**PROVIDED ENTRIES**

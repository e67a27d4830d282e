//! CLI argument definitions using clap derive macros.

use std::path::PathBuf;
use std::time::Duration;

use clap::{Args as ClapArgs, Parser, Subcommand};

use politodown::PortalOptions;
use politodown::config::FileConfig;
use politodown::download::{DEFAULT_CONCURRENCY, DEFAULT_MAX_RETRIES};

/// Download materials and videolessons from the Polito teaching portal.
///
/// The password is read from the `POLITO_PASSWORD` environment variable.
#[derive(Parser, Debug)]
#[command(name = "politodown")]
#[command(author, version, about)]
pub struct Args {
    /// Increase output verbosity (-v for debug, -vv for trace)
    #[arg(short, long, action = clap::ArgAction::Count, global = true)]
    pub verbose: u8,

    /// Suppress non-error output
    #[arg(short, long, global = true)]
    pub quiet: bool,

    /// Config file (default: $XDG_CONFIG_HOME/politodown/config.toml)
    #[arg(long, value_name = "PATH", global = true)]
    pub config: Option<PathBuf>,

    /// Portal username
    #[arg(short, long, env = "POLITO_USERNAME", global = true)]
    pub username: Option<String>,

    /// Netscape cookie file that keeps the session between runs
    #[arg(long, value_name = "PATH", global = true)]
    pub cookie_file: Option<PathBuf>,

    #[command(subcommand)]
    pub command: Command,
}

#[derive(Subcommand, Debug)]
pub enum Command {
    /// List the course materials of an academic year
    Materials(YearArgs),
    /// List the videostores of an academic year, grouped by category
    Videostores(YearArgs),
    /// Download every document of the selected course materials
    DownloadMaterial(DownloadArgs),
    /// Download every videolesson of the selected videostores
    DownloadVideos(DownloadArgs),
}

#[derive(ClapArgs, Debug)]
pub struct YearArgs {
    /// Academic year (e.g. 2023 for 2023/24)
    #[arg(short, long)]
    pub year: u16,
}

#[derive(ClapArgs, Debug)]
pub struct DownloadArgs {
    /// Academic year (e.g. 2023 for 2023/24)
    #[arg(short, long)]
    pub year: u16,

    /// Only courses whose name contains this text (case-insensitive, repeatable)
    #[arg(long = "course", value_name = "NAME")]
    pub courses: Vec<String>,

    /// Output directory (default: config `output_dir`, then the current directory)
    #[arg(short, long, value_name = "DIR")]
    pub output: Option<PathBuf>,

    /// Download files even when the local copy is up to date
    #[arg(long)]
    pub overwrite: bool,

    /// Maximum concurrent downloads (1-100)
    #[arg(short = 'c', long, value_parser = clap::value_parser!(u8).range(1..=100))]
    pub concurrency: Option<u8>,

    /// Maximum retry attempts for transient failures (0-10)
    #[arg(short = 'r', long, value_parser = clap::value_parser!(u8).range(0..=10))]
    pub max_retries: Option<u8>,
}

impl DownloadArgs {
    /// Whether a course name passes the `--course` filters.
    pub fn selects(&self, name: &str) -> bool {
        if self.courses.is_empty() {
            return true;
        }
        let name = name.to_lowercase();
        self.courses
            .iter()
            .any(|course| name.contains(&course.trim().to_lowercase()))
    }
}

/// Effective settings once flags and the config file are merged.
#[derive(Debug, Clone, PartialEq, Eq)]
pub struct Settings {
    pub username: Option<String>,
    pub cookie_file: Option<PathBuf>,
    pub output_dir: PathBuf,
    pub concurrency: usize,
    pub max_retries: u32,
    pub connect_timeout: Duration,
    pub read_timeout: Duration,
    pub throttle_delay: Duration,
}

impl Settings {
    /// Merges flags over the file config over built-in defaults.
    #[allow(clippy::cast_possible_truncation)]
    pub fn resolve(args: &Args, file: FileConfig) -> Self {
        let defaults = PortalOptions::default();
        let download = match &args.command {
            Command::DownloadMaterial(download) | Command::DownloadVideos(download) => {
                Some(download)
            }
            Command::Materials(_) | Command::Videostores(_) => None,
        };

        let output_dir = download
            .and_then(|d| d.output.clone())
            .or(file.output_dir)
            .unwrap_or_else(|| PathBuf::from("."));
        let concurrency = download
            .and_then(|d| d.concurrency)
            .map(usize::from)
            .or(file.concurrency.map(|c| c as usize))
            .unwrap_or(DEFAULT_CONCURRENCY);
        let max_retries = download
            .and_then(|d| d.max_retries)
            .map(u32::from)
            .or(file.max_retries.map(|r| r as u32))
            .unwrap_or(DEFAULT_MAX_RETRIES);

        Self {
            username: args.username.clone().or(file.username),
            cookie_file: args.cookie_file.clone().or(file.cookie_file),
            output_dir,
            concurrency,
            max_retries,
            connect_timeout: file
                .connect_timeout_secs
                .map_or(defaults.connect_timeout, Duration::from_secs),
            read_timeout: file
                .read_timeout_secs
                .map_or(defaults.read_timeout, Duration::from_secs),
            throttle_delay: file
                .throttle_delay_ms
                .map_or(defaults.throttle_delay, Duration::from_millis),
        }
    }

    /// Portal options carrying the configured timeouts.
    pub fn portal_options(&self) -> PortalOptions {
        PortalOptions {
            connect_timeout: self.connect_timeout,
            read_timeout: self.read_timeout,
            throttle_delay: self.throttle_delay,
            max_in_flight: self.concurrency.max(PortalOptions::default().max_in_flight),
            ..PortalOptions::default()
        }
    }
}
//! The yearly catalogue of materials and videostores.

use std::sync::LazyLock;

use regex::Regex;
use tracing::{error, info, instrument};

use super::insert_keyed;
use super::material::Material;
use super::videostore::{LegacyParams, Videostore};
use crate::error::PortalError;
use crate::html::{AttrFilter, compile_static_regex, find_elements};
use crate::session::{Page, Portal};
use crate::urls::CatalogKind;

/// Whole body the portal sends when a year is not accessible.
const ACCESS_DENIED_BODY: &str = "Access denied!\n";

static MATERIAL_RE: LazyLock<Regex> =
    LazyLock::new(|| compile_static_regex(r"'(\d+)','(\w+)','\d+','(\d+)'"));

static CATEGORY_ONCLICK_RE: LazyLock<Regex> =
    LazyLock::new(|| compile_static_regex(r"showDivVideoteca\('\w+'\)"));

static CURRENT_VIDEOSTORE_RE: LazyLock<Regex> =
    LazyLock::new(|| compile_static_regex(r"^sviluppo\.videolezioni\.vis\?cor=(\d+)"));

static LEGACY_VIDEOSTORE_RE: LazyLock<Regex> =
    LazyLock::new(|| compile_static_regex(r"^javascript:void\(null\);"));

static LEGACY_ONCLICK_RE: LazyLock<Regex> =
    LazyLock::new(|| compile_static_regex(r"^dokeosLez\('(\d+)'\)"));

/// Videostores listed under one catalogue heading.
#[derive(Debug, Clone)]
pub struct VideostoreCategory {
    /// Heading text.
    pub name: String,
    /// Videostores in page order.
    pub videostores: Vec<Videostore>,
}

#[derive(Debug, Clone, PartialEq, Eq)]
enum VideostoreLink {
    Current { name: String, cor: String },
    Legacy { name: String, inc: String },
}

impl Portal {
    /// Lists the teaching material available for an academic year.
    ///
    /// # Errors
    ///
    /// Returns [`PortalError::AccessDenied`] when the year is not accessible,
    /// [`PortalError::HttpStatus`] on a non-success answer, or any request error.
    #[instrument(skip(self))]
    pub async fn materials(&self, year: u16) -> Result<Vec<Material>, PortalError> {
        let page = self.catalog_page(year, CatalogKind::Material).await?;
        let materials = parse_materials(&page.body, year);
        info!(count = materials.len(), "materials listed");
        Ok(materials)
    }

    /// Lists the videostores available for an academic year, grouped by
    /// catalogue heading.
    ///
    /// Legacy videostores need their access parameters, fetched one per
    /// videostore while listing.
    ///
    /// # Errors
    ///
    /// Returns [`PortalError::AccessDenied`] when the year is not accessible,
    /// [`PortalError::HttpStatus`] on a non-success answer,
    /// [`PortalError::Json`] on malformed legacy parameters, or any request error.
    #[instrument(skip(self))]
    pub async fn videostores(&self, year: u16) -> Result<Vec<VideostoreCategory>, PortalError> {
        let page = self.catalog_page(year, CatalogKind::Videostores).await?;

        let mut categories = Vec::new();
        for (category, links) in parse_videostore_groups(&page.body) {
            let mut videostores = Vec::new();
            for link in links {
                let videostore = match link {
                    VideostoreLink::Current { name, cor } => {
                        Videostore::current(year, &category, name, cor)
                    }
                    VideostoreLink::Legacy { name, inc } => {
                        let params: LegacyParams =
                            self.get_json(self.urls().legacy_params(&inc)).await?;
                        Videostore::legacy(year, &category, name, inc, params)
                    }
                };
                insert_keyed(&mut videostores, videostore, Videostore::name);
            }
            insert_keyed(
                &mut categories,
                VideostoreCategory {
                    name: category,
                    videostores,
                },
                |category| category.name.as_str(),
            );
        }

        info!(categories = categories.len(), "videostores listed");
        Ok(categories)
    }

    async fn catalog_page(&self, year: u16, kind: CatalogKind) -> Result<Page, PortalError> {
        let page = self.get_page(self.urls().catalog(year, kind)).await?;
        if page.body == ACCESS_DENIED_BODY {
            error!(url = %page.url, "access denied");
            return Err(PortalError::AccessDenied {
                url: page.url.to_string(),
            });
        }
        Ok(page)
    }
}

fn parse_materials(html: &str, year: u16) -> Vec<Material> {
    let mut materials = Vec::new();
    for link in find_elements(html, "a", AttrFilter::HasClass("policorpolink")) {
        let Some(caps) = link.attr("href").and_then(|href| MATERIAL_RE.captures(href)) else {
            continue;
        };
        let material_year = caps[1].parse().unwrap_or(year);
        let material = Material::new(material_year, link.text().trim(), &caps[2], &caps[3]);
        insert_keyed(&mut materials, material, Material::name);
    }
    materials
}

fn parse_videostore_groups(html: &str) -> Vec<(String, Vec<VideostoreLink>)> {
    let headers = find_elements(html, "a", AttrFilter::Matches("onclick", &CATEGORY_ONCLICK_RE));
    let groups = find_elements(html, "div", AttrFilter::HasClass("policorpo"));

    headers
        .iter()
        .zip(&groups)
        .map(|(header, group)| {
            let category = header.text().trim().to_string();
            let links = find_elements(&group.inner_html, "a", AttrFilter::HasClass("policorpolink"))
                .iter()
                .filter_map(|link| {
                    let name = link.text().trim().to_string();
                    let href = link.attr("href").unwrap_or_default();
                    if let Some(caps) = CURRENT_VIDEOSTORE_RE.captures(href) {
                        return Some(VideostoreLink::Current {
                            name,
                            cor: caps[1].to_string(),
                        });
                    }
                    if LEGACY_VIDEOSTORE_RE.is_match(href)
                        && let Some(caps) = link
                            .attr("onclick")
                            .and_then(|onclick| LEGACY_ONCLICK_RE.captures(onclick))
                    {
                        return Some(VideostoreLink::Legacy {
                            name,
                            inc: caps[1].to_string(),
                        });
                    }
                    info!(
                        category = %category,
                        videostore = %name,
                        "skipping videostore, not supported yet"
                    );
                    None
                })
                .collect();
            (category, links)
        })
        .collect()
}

**TASK BRIEF**
Would you output, from the records above, exactly the run of lines that starts at the line containing "let materials = parse_materials(&page.body, year);" and ends at the line containing "parameters, or any request error.", and only that run?

**RESPONSE TO THE EXERCISE**
        let materials = parse_materials(&page.body, year);
        info!(count = materials.len(), "materials listed");
        Ok(materials)
    }

    /// Lists the videostores available for an academic year, grouped by
    /// catalogue heading.
    ///
    /// Legacy videostores need their access parameters, fetched one per
    /// videostore while listing.
    ///
    /// # Errors
    ///
    /// Returns [`PortalError::AccessDenied`] when the year is not accessible,
    /// [`PortalError::HttpStatus`] on a non-success answer,
    /// [`PortalError::Json`] on malformed legacy parameters, or any request error.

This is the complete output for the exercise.